この日は京都コンサートホール アンサンブルホールムラタで行われた京都市交響楽団の演奏会に行って来ました。アンサンブルホールムラタに行くのは初。
ホ―ルに入る前に、ホワイエに椅子が並べられ、ヴィオラ・セクションによるウェルカム演奏が10分ほど。後の公演に向けての告知がてらの演奏のようでしたが、弦の響きも濁っていてぱっとせず、単なるおまけ程度の感じでした。
ホ―ルに入ると、大ホ―ルと比べて遥かに小さいだけあって、かなり吸音が効いたデッドな音響。お客さんの出す音も近くに感じられるほどで、物理的な距離以上にステージが近く感じられました。
この日のプログラムは以下。
組曲「マ・メール・ロワ」(ラヴェル)
牧神の午後への前奏曲(ドビュッシー)
〜休憩〜
ジムノペディ 第1番、第3番(サティ)
バレエ組曲「プルチネルラ」(ストラヴィンスキー)
〜アンコール〜
組曲「クープランの墓」より 第4曲“リゴードン”(ラヴェル)
この日のお客さんは、いつもと比べると若い男女も少し目にするくらい。小ホ―ルなうえ満席でなかったことを考えれば、結構な割合ではないかと思います。
前半、夢うつつのようなテーマの曲が続き、うっすらまどろみかけながらも、20世紀前後の美しい楽曲群を、繊細に、丹念に再現する演奏に聴き入っていました。最低限の残響音しか感じない音響は楽団の配置やそれぞれの動きがリアルに伝わってくるような生々しさがあり、特にコントラバスや打楽器の低音がどしっと迫ってくる感じは大きなホ―ルとは随分違う印象でした。第1ヴァイオリンがややかすれて鳴っている感じがしましたが、この時は特に気にならず。

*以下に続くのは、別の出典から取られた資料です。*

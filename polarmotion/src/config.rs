//! Machine configuration.
//!
//! A [MachineConfig] is built once at startup from constants describing the
//! physical mechanism. After that, only the maximum speed may change.

use ufmt_macros::uDebug;

use crate::Steps;

/// Direction in which the rotation-to-radial coupling correction is applied.
///
/// The radial axis is carried by the turntable's gear train, so turning the
/// table also winds the radial axis. Whether that winding must be subtracted
/// from or added to the radial target depends on how the gears mesh in a
/// particular build.
#[derive(Debug, uDebug, PartialEq, Eq, Clone, Copy)]
pub enum CouplingSign {
    /// `radial = round(rho * total) - offset`
    Subtract,
    /// `radial = round(rho * total) + offset`
    Add,
}

/// Mechanical coupling between the rotation and radial axes.
#[derive(Debug, PartialEq, Clone, Copy)]
pub struct Coupling {
    /// Radial steps of drift caused by one full turntable revolution.
    steps_per_revolution: f32,
    sign: CouplingSign,
}
impl Coupling {
    /// Coupling derived from a gear ratio: one revolution drifts the radial
    /// axis by `rotation_total_steps / gear_ratio` steps.
    pub fn from_gear_ratio(
        rotation_total_steps: u32,
        gear_ratio: f32,
        sign: CouplingSign,
    ) -> Self {
        Self {
            steps_per_revolution: rotation_total_steps as f32 / gear_ratio,
            sign,
        }
    }

    /// Coupling measured directly, in radial steps per revolution.
    pub fn fixed(steps_per_revolution: f32, sign: CouplingSign) -> Self {
        Self {
            steps_per_revolution,
            sign,
        }
    }

    /// No coupling at all, for mechanisms with independent axes.
    pub fn none() -> Self {
        Self::fixed(0.0, CouplingSign::Subtract)
    }

    /// Radial steps of drift per revolution.
    pub fn steps_per_revolution(&self) -> f32 {
        self.steps_per_revolution
    }

    pub fn sign(&self) -> CouplingSign {
        self.sign
    }

    /// Radial drift, in whole steps, after `revolutions` turns.
    pub fn offset(&self, revolutions: f32) -> Steps {
        Steps::from_rounded(revolutions * self.steps_per_revolution)
    }

    /// Applies a drift correction to a radial target.
    pub fn compensate(&self, radial: Steps, offset: Steps) -> Steps {
        match self.sign {
            CouplingSign::Subtract => radial - offset,
            CouplingSign::Add => radial + offset,
        }
    }
}

/// How chatty the console is.
#[derive(Debug, uDebug, PartialEq, Eq, Clone, Copy)]
pub enum Verbosity {
    /// Only protocol acknowledgments are written.
    Quiet,
    /// `INFO:` and `ERROR:` lines are written as well.
    Verbose,
}

/// Static description of the machine.
#[derive(Debug, PartialEq, Clone, Copy)]
pub struct MachineConfig {
    rotation_total_steps: u32,
    radial_total_steps: u32,
    coupling: Coupling,
    max_speed: f32,
    max_acceleration: f32,
    interpolation: Option<f32>,
    homing_speed: f32,
    verbosity: Verbosity,
}
impl MachineConfig {
    /// Default maximum step rate, in steps per second.
    pub const DEFAULT_MAX_SPEED: f32 = 550.0;
    /// Default acceleration, in steps per second per second.
    pub const DEFAULT_MAX_ACCELERATION: f32 = 5000.0;
    /// Default interpolation resolution, in combined (theta, rho) units.
    pub const DEFAULT_RESOLUTION: f32 = 0.005;
    /// Default homing jog rate, in steps per second.
    pub const DEFAULT_HOMING_SPEED: f32 = 550.0;

    /// Creates a configuration with default speeds and interpolation on.
    ///
    /// # Parameters
    ///
    /// - `rotation_total_steps`: steps for one full turntable revolution.
    /// - `radial_total_steps`: steps from `rho = 0` to `rho = 1`.
    /// - `coupling`: drift compensation for this mechanism.
    pub fn new(
        rotation_total_steps: u32,
        radial_total_steps: u32,
        coupling: Coupling,
    ) -> Result<Self, Error> {
        if rotation_total_steps == 0 || radial_total_steps == 0 {
            return Err(Error::InvalidStepCount);
        }
        if !coupling.steps_per_revolution.is_finite() {
            return Err(Error::InvalidCoupling);
        }
        Ok(Self {
            rotation_total_steps,
            radial_total_steps,
            coupling,
            max_speed: Self::DEFAULT_MAX_SPEED,
            max_acceleration: Self::DEFAULT_MAX_ACCELERATION,
            interpolation: Some(Self::DEFAULT_RESOLUTION),
            homing_speed: Self::DEFAULT_HOMING_SPEED,
            verbosity: Verbosity::Quiet,
        })
    }

    pub fn with_max_speed(mut self, steps_per_second: f32) -> Result<Self, Error> {
        self.set_max_speed(steps_per_second)?;
        Ok(self)
    }

    pub fn with_max_acceleration(
        mut self,
        steps_per_second2: f32,
    ) -> Result<Self, Error> {
        if !is_positive(steps_per_second2) {
            return Err(Error::InvalidAcceleration);
        }
        self.max_acceleration = steps_per_second2;
        Ok(self)
    }

    /// Sets the interpolation resolution; `None` moves point to point.
    pub fn with_interpolation(
        mut self,
        resolution: Option<f32>,
    ) -> Result<Self, Error> {
        if let Some(r) = resolution {
            if !is_positive(r) {
                return Err(Error::InvalidResolution);
            }
        }
        self.interpolation = resolution;
        Ok(self)
    }

    pub fn with_homing_speed(
        mut self,
        steps_per_second: f32,
    ) -> Result<Self, Error> {
        if !is_positive(steps_per_second) {
            return Err(Error::InvalidSpeed);
        }
        self.homing_speed = steps_per_second;
        Ok(self)
    }

    pub fn with_verbosity(mut self, verbosity: Verbosity) -> Self {
        self.verbosity = verbosity;
        self
    }

    /// Changes the maximum step rate.
    ///
    /// This is the only setting that may change once the machine is running.
    pub fn set_max_speed(&mut self, steps_per_second: f32) -> Result<(), Error> {
        if !is_positive(steps_per_second) {
            return Err(Error::InvalidSpeed);
        }
        self.max_speed = steps_per_second;
        Ok(())
    }

    pub fn rotation_total_steps(&self) -> u32 {
        self.rotation_total_steps
    }

    pub fn radial_total_steps(&self) -> u32 {
        self.radial_total_steps
    }

    pub fn coupling(&self) -> Coupling {
        self.coupling
    }

    pub fn max_speed(&self) -> f32 {
        self.max_speed
    }

    pub fn max_acceleration(&self) -> f32 {
        self.max_acceleration
    }

    /// Maximum segment length for interpolation, if interpolation is on.
    pub fn interpolation(&self) -> Option<f32> {
        self.interpolation
    }

    pub fn homing_speed(&self) -> f32 {
        self.homing_speed
    }

    pub fn verbosity(&self) -> Verbosity {
        self.verbosity
    }

    /// Inward travel, in steps, that guarantees homing reaches the stop.
    ///
    /// This is 110% of the full radial travel, rounded up, so that the stop
    /// is reached even if the step count has drifted.
    pub fn homing_travel(&self) -> u32 {
        let travel = (self.radial_total_steps as u64 * 11).div_ceil(10);
        travel.min(u32::MAX as u64) as u32
    }
}

/// Returns `true` for finite values greater than zero.
fn is_positive(value: f32) -> bool {
    value.is_finite() && value > 0.0
}

/// Configuration errors.
#[derive(Debug, uDebug, PartialEq, Eq, Clone, Copy)]
pub enum Error {
    /// An axis was configured with zero steps of travel.
    InvalidStepCount,
    /// The coupling magnitude is not a finite number.
    InvalidCoupling,
    /// A speed was zero, negative or not finite.
    InvalidSpeed,
    /// An acceleration was zero, negative or not finite.
    InvalidAcceleration,
    /// An interpolation resolution was zero, negative or not finite.
    InvalidResolution,
}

ジムノペディはドビュッシーの編曲版で、ドビュッシーの意図通り、ピアノ版の1番と3番を入れ替えた順番での演奏。この日の指揮者の大友直人も、何故ドビュッシーが1番と3番を入れ替えたのかは不明とMCで語っていましたが、ピアノ版で聴き慣れた耳で聴くと、3番から始まるだけで急激に新鮮度が増し、全く新しい音楽を聴くような緊張感を抱いていると、ひと呼吸置いて1番のお馴染みの出だしに繋がる流れは非常にドラマティックに感じました。ドビュッシーはサティの音楽を表舞台に引っ張り上げるために編曲したということらしいので、そんな意図は無かったのかも知れませんが。
ここまで、非常に密度の高い内容に満足し切っていたんですが、本編最後の「プルチネルラ」になると、幕開けから弦の音が濁って聴こえてしまい、急に夢から覚めたような気分に。ここに至るまでヴァイオリンが速いテンポで一斉に合奏するパートが目立つような曲があまり無かったので目立たなかったようですが、懸念していた第1ヴァイオリンのかすれは再び表面化してきました。各所でスリリングな演奏が現れる聴きどころ満載の組曲も、全体に締まりの甘い印象になってしまいました。加えて、それまで適度に響いていた低域が若干ブーミーに感じてくるところもあり、もしかすると他のレパートリーと楽曲の作りに差があるのが原因なのかな、とも思いました。
ともあれ、20世紀前後の、現代音楽と交差するような作曲家たちの演目をこれだけ続けざまに聴けたのは、とても楽しかったです。